WHAT THE EXERCISE ASKS: If a line in the listing carries the word "filename", return a copy of that line.

++++++++++

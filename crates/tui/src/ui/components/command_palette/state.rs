use crossterm::event::{KeyCode, KeyEvent, KeyModifiers};
use rat_focus::{FocusBuilder, FocusFlag, HasFocus};
use ratatui::layout::Rect;
use uikit_types::CommandEntry;

use crate::ui::components::common::TextInputState;

/// Platform modifier + `k`: Ctrl on Linux/Windows, Super (Cmd) on macOS.
pub fn is_palette_chord(key: &KeyEvent) -> bool {
    matches!(key.code, KeyCode::Char('k') | KeyCode::Char('K'))
        && key.modifiers.intersects(KeyModifiers::CONTROL | KeyModifiers::SUPER)
}

/// Command palette overlay state.
///
/// The search text is kept but never narrows the command list.
#[derive(Debug, Clone)]
pub struct CommandPaletteState {
    open: bool,
    search: TextInputState,
    commands: Vec<CommandEntry>,
    highlighted: usize,
    pub container_focus: FocusFlag,
    pub search_focus: FocusFlag,
    /// Last rendered overlay area, for click-outside detection.
    pub last_area: Rect,
    pub per_item_areas: Vec<Rect>,
}

impl Default for CommandPaletteState {
    fn default() -> Self {
        Self::new(Self::default_commands())
    }
}

impl CommandPaletteState {
    pub fn new(commands: Vec<CommandEntry>) -> Self {
        Self {
            open: false,
            search: TextInputState::new(),
            commands,
            highlighted: 0,
            container_focus: FocusFlag::named("palette"),
            search_focus: FocusFlag::named("palette.search"),
            last_area: Rect::default(),
            per_item_areas: Vec::new(),
        }
    }

    pub fn default_commands() -> Vec<CommandEntry> {
        vec![
            CommandEntry::new("Search documentation...", "⌘ D"),
            CommandEntry::new("Toggle theme", "⌘ T"),
            CommandEntry::new("Open settings...", "⌘ ,"),
            CommandEntry::new("Create new...", "⌘ N"),
        ]
    }

    pub fn is_open(&self) -> bool {
        self.open
    }

    /// Flips the overlay. Each chord press calls this exactly once.
    pub fn toggle(&mut self) {
        self.open = !self.open;
        if self.open {
            self.highlighted = 0;
        }
    }

    pub fn search(&self) -> &TextInputState {
        &self.search
    }

    pub fn search_mut(&mut self) -> &mut TextInputState {
        &mut self.search
    }

    /// Commands shown in the overlay; the search text does not filter them.
    pub fn visible_commands(&self) -> &[CommandEntry] {
        &self.commands
    }

    pub fn highlighted(&self) -> usize {
        self.highlighted
    }

    pub fn highlight_next(&mut self) {
        if !self.commands.is_empty() {
            self.highlighted = (self.highlighted + 1) % self.commands.len();
        }
    }

    pub fn highlight_prev(&mut self) {
        if !self.commands.is_empty() {
            self.highlighted = (self.highlighted + self.commands.len() - 1) % self.commands.len();
        }
    }

    pub fn set_highlighted(&mut self, index: usize) {
        if index < self.commands.len() {
            self.highlighted = index;
        }
    }
}

impl HasFocus for CommandPaletteState {
    fn build(&self, builder: &mut FocusBuilder) {
        let tag = builder.start(self);
        builder.leaf_widget(&self.search_focus);
        builder.end(tag);
    }

    fn focus(&self) -> FocusFlag {
        self.container_focus.clone()
    }

    fn area(&self) -> Rect {
        self.last_area
    }
}

#[cfg(test)]
mod tests {
    use super::*;

    fn key(code: KeyCode, modifiers: KeyModifiers) -> KeyEvent {
        KeyEvent::new(code, modifiers)
    }

    #[test]
    fn chord_matches_ctrl_or_super_k_only() {
        assert!(is_palette_chord(&key(KeyCode::Char('k'), KeyModifiers::CONTROL)));
        assert!(is_palette_chord(&key(KeyCode::Char('k'), KeyModifiers::SUPER)));
        assert!(is_palette_chord(&key(KeyCode::Char('K'), KeyModifiers::CONTROL | KeyModifiers::SHIFT)));
        assert!(!is_palette_chord(&key(KeyCode::Char('k'), KeyModifiers::NONE)));
        assert!(!is_palette_chord(&key(KeyCode::Char('j'), KeyModifiers::CONTROL)));
    }

    #[test]
    fn open_flag_flips_on_each_chord() {
        let mut palette = CommandPaletteState::default();
        assert!(!palette.is_open());
        palette.toggle();
        assert!(palette.is_open());
        palette.toggle();
        assert!(!palette.is_open());
    }

    #[test]
    fn search_text_is_stored_but_never_filters() {
        let mut palette = CommandPaletteState::default();
        palette.toggle();
        for c in "zzz".chars() {
            palette.search_mut().insert_char(c);
        }
        assert_eq!(palette.search().input(), "zzz");
        assert_eq!(palette.visible_commands().len(), 4);
        assert_eq!(palette.visible_commands()[1].name, "Toggle theme");
    }

    #[test]
    fn highlight_wraps() {
        let mut palette = CommandPaletteState::default();
        palette.highlight_prev();
        assert_eq!(palette.highlighted(), 3);
        palette.highlight_next();
        assert_eq!(palette.highlighted(), 0);
        palette.set_highlighted(9);
        assert_eq!(palette.highlighted(), 0);
    }
}
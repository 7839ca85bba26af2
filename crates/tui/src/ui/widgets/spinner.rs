use ratatui::{
    buffer::Buffer,
    layout::{Alignment, Rect},
    text::{Line, Span},
    widgets::{Paragraph, Widget},
};

use crate::ui::theme::Theme;

pub const FRAMES: [&str; 10] = ["⠋", "⠙", "⠹", "⠸", "⠼", "⠴", "⠦", "⠧", "⠇", "⠏"];

/// Centered throbber with an optional label.
pub struct Spinner<'a> {
    theme: &'a dyn Theme,
    frame: usize,
    label: Option<&'a str>,
}

impl<'a> Spinner<'a> {
    pub fn new(theme: &'a dyn Theme, frame: usize) -> Self {
        Self { theme, frame, label: None }
    }

    pub fn label(mut self, label: &'a str) -> Self {
        self.label = Some(label);
        self
    }

    pub fn symbol(frame: usize) -> &'static str {
        FRAMES[frame % FRAMES.len()]
    }
}

impl Widget for Spinner<'_> {
    fn render(self, area: Rect, buf: &mut Buffer) {
        let mut spans = vec![Span::styled(Self::symbol(self.frame), self.theme.accent_emphasis_style())];
        if let Some(label) = self.label {
            spans.push(Span::styled(format!(" {label}"), self.theme.text_muted_style()));
        }
        let middle = Rect::new(area.x, area.y + area.height / 2, area.width, area.height.min(1));
        Paragraph::new(Line::from(spans)).alignment(Alignment::Center).render(middle, buf);
    }
}
//! Identity provider boundary.
//!
//! The UI consumes authentication as a handful of opaque calls: look up the
//! current session, sign in, sign up, sign in through a third party, and sign
//! out. [`IdentityProvider`] is that boundary. Credential storage, token
//! refresh and session validation belong to the provider, never to the UI.
//!
//! [`LocalIdentityProvider`] is an in-memory provider used by the demo shells
//! and the tests. It is seeded with one account and accepts new sign-ups for
//! the lifetime of the process.
//!
//! # Example
//!
//! ```ignore
//! use uikit_identity::{IdentityProvider, LocalIdentityProvider};
//!
//! # async fn demo() -> Result<(), uikit_identity::IdentityError> {
//! let provider = LocalIdentityProvider::new("pk_test_example");
//! let session = provider.sign_in("john@example.com", "password123").await?;
//! assert_eq!(session.user.first_name, "John");
//! # Ok(())
//! # }
//! ```

mod local;

use std::fmt::Debug;

use async_trait::async_trait;
use thiserror::Error;
use uikit_types::{OAuthStrategy, Session, SignUpDetails};

pub use local::LocalIdentityProvider;

/// Failures reported by an identity provider.
///
/// The UI never shows these directly; it maps every failure of a flow to one
/// static message and logs the detail.
#[derive(Debug, Error, Clone, PartialEq, Eq)]
pub enum IdentityError {
    #[error("invalid email or password")]
    InvalidCredentials,
    #[error("an account already exists for {0}")]
    AccountExists(String),
    #[error("'{0}' is not a valid email address")]
    InvalidEmail(String),
    #[error("{0} is required")]
    MissingField(&'static str),
    #[error("password must be at least {0} characters")]
    PasswordTooShort(usize),
    #[error("{0} sign-in is not available")]
    OAuthUnavailable(OAuthStrategy),
    #[error("no active session")]
    NoSession,
}

/// Operations the UI consumes from an identity provider.
#[async_trait]
pub trait IdentityProvider: Send + Sync + Debug {
    /// Resolves the provider's current session. Completing this call is what
    /// flips the UI from "loading" to "loaded".
    async fn current_session(&self) -> Result<Option<Session>, IdentityError>;

    /// Password sign-in. A successful call makes the returned session active.
    async fn sign_in(&self, email: &str, password: &str) -> Result<Session, IdentityError>;

    /// Creates an account and makes its session active.
    async fn sign_up(&self, details: &SignUpDetails) -> Result<Session, IdentityError>;

    /// Third-party sign-in; creates the account on first use.
    async fn authenticate_with_oauth(&self, strategy: OAuthStrategy) -> Result<Session, IdentityError>;

    /// Ends the active session.
    async fn sign_out(&self) -> Result<(), IdentityError>;
}
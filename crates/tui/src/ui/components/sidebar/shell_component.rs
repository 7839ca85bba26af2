use crossterm::event::{KeyEvent, MouseEvent};
use ratatui::{
    Frame,
    layout::{Constraint, Layout, Rect},
    text::{Line, Span},
    widgets::{Paragraph, Wrap},
};
use uikit_types::{Effect, TooltipPosition};

use super::SidebarComponent;
use crate::app::App;
use crate::ui::components::Component;
use crate::ui::theme::theme_helpers as th;
use crate::ui::widgets::Tooltip;

/// Rail plus main content area.
#[derive(Debug, Default)]
pub struct SidebarShellComponent {
    rail: SidebarComponent,
}

impl SidebarShellComponent {
    /// Item to describe next to a collapsed rail.
    fn tooltip_target(app: &App) -> Option<usize> {
        if app.sidebar.is_expanded() {
            return None;
        }
        app.sidebar.highlighted_index()
    }
}

impl Component for SidebarShellComponent {
    fn handle_key_events(&mut self, app: &mut App, key: KeyEvent) -> Vec<Effect> {
        self.rail.handle_key_events(app, key)
    }

    fn handle_mouse_events(&mut self, app: &mut App, mouse: MouseEvent) -> Vec<Effect> {
        self.rail.handle_mouse_events(app, mouse)
    }

    fn render(&mut self, frame: &mut Frame, area: Rect, app: &mut App) {
        let layout = self.get_preferred_layout(app, area);
        self.rail.render(frame, layout[0], app);

        let theme = &*app.ctx.theme;
        let active = app.sidebar.active_label().unwrap_or("Nothing selected");
        let main = th::block(theme, Some(" Main Content "), false);
        let inner = main.inner(layout[1]);
        frame.render_widget(main, layout[1]);
        let body = vec![
            Line::from(Span::styled(active.to_string(), theme.heading_style())),
            Line::default(),
            Line::from(Span::styled(
                "Pick an entry in the rail to make it the active one.",
                theme.text_secondary_style(),
            )),
        ];
        frame.render_widget(Paragraph::new(body).wrap(Wrap { trim: true }), inner.inner(ratatui::layout::Margin::new(2, 1)));

        if let Some(index) = Self::tooltip_target(app)
            && let (Some(item), Some(row)) = (app.sidebar.items().get(index), app.sidebar.per_item_areas.get(index))
        {
            let label = item.label.as_str();
            let placement = Tooltip::placement(*row, label, TooltipPosition::Right, area);
            frame.render_widget(Tooltip::new(theme, label), placement);
        }
    }

    fn get_hint_spans(&self, app: &App) -> Vec<Span<'_>> {
        self.rail.get_hint_spans(app)
    }

    fn get_preferred_layout(&self, app: &App, area: Rect) -> Vec<Rect> {
        Layout::horizontal([Constraint::Length(SidebarComponent::width(&app.sidebar)), Constraint::Min(10)])
            .split(area)
            .to_vec()
    }
}

#[cfg(test)]
mod tests {
    use std::sync::Arc;

    use ratatui::{Terminal, backend::TestBackend};
    use uikit_identity::LocalIdentityProvider;
    use uikit_util::{AppConfig, UserPreferences};

    use super::*;
    use crate::app::Shell;

    fn sidebar_app() -> App {
        App::new(
            Shell::Sidebar,
            &AppConfig::new(Some("pk_test_demo"), None, None).expect("config"),
            Arc::new(LocalIdentityProvider::new("pk_test_demo")),
            Arc::new(UserPreferences::ephemeral()),
        )
    }

    fn screen_text(terminal: &Terminal<TestBackend>) -> String {
        let buffer = terminal.backend().buffer();
        let mut text = String::new();
        for y in 0..buffer.area.height {
            for x in 0..buffer.area.width {
                text.push_str(buffer[(x, y)].symbol());
            }
            text.push('\n');
        }
        text
    }

    #[test]
    fn renders_labels_and_active_entry() {
        let mut app = sidebar_app();
        let mut shell = SidebarShellComponent::default();
        let mut terminal = Terminal::new(TestBackend::new(80, 30)).expect("terminal");
        terminal.draw(|frame| shell.render(frame, frame.area(), &mut app)).expect("draw");
        let text = screen_text(&terminal);
        assert!(text.contains("Statistics"));
        assert!(text.contains("John Doe"));
        assert!(text.contains("Main Content"));
        assert_eq!(app.sidebar.per_item_areas.len(), 8);
    }

    #[test]
    fn collapsed_rail_hides_labels_but_shows_tooltip_for_hovered_item() {
        let mut app = sidebar_app();
        app.sidebar.toggle_expansion();
        let mut shell = SidebarShellComponent::default();
        let mut terminal = Terminal::new(TestBackend::new(80, 30)).expect("terminal");
        terminal.draw(|frame| shell.render(frame, frame.area(), &mut app)).expect("draw");
        let text = screen_text(&terminal);
        assert!(!text.contains("Inventory"));
        assert!(text.contains("Dashboard"), "active item is described while collapsed");

        app.sidebar.hovered_index = Some(3);
        terminal.draw(|frame| shell.render(frame, frame.area(), &mut app)).expect("draw");
        assert!(screen_text(&terminal).contains("Inventory"));
    }
}
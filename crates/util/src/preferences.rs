//! User preference persistence for the UI kit shells.
//!
//! A tiny JSON-backed store that records the user's theme choice. The file is
//! written to the standard configuration directory
//! (`~/.config/uikit/preferences.json` on most platforms). Reads and writes
//! go through an internal `Mutex`.

use std::env;
use std::fs;
use std::path::{Path, PathBuf};
use std::sync::{Mutex, MutexGuard, PoisonError};

use dirs_next::config_dir;
use serde::{Deserialize, Serialize};
use thiserror::Error;
use tracing::warn;
use uikit_types::ThemeMode;

use crate::expand_tilde;

/// Environment variable allowing callers to override the preferences file path.
pub const PREFERENCES_PATH_ENV: &str = "UIKIT_PREFERENCES_PATH";

/// Default filename for the JSON payload.
pub const PREFERENCES_FILE_NAME: &str = "preferences.json";

/// Error surfaced when reading or writing preferences fails.
#[derive(Debug, Error)]
pub enum PreferencesError {
    /// I/O failure (for example, permissions or missing directory).
    #[error("preferences I/O error: {0}")]
    Io(#[from] std::io::Error),
    /// Serialization or deserialization failure.
    #[error("preferences serialization error: {0}")]
    Serialization(#[from] serde_json::Error),
}

/// Persisted preference values.
#[derive(Debug, Default, Clone, PartialEq, Eq, Serialize, Deserialize)]
pub struct PreferencesPayload {
    /// Theme selected with the toggle.
    #[serde(default, skip_serializing_if = "Option::is_none")]
    pub theme: Option<ThemeMode>,
}

/// Thread-safe preferences store backed by a JSON file.
#[derive(Debug, Default)]
pub struct UserPreferences {
    path: PathBuf,
    payload: Mutex<PreferencesPayload>,
    persist_to_disk: bool,
}

impl UserPreferences {
    /// Create a store at the default location, honoring `UIKIT_PREFERENCES_PATH`.
    pub fn new() -> Result<Self, PreferencesError> {
        Self::at(default_preferences_path())
    }

    /// Create a store backed by an explicit file.
    pub fn at(path: impl Into<PathBuf>) -> Result<Self, PreferencesError> {
        let path = path.into();
        let payload = load_payload(&path)?;
        Ok(Self {
            path,
            payload: Mutex::new(payload),
            persist_to_disk: true,
        })
    }

    /// Build an in-memory store used as a fallback when the config directory cannot be accessed.
    pub fn ephemeral() -> Self {
        Self {
            path: PathBuf::new(),
            payload: Mutex::new(PreferencesPayload::default()),
            persist_to_disk: false,
        }
    }

    /// Path to the underlying JSON file. Empty for ephemeral stores.
    pub fn path(&self) -> &Path {
        &self.path
    }

    /// Returns the saved theme, if any.
    pub fn theme(&self) -> Option<ThemeMode> {
        self.lock().theme
    }

    /// Persist a new theme choice.
    pub fn set_theme(&self, theme: ThemeMode) -> Result<(), PreferencesError> {
        let mut payload = self.lock();
        payload.theme = Some(theme);
        if self.persist_to_disk {
            self.save_locked(&payload)?;
        }
        Ok(())
    }

    // The payload is plain data, so a poisoned lock still holds a usable value.
    fn lock(&self) -> MutexGuard<'_, PreferencesPayload> {
        self.payload.lock().unwrap_or_else(PoisonError::into_inner)
    }

    fn save_locked(&self, payload: &PreferencesPayload) -> Result<(), PreferencesError> {
        if let Some(parent) = self.path.parent() {
            fs::create_dir_all(parent)?;
        }
        let data = serde_json::to_string_pretty(payload)?;
        fs::write(&self.path, data)?;
        Ok(())
    }
}

fn default_preferences_path() -> PathBuf {
    if let Ok(path) = env::var(PREFERENCES_PATH_ENV) {
        let trimmed = path.trim();
        if !trimmed.is_empty() {
            return expand_tilde(trimmed);
        }
    }

    config_dir()
        .unwrap_or_else(|| PathBuf::from("."))
        .join("uikit")
        .join(PREFERENCES_FILE_NAME)
}

fn load_payload(path: &Path) -> Result<PreferencesPayload, PreferencesError> {
    match fs::read_to_string(path) {
        Ok(data) => match serde_json::from_str(&data) {
            Ok(payload) => Ok(payload),
            Err(error) => {
                warn!(
                    path = %path.display(),
                    error = %error,
                    "Failed to parse preferences file; using defaults"
                );
                Ok(PreferencesPayload::default())
            }
        },
        Err(error) if error.kind() == std::io::ErrorKind::NotFound => Ok(PreferencesPayload::default()),
        Err(error) => Err(PreferencesError::Io(error)),
    }
}

#[cfg(test)]
mod tests {
    use super::*;
    use tempfile::tempdir;

    #[test]
    fn missing_file_yields_defaults() {
        let dir = tempdir().expect("tempdir");
        let prefs = UserPreferences::at(dir.path().join("prefs.json")).expect("store");
        assert_eq!(prefs.theme(), None);
    }

    #[test]
    fn theme_round_trips_through_disk() {
        let dir = tempdir().expect("tempdir");
        let path = dir.path().join("nested").join("prefs.json");
        let prefs = UserPreferences::at(&path).expect("store");
        prefs.set_theme(ThemeMode::Light).expect("save");

        let raw = fs::read_to_string(&path).expect("read");
        assert!(raw.contains("\"light\""));

        let reopened = UserPreferences::at(&path).expect("reopen");
        assert_eq!(reopened.theme(), Some(ThemeMode::Light));
    }

    #[test]
    fn corrupt_file_falls_back_to_defaults() {
        let dir = tempdir().expect("tempdir");
        let path = dir.path().join("prefs.json");
        fs::write(&path, "{ not json").expect("write");
        let prefs = UserPreferences::at(&path).expect("store");
        assert_eq!(prefs.theme(), None);
    }

    #[test]
    fn ephemeral_store_never_touches_disk() {
        let prefs = UserPreferences::ephemeral();
        prefs.set_theme(ThemeMode::Dark).expect("set");
        assert_eq!(prefs.theme(), Some(ThemeMode::Dark));
        assert_eq!(prefs.path(), Path::new(""));
    }

    #[test]
    fn env_override_selects_path() {
        let dir = tempdir().expect("tempdir");
        let path = dir.path().join("override.json");
        let path_str = path.to_string_lossy().to_string();
        temp_env::with_var(PREFERENCES_PATH_ENV, Some(path_str.as_str()), || {
            let prefs = UserPreferences::new().expect("store");
            assert_eq!(prefs.path(), path.as_path());
        });
    }
}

++++++++++

ANSWER TO THE EXERCISE:
filename crates/tui/src/ui/components/command_palette/state.rs
filename crates/tui/src/ui/widgets/spinner.rs
filename crates/tui/src/ui/components/sidebar/shell_component.rs
filename crates/util/src/preferences.rs
/// Default filename for the JSON payload.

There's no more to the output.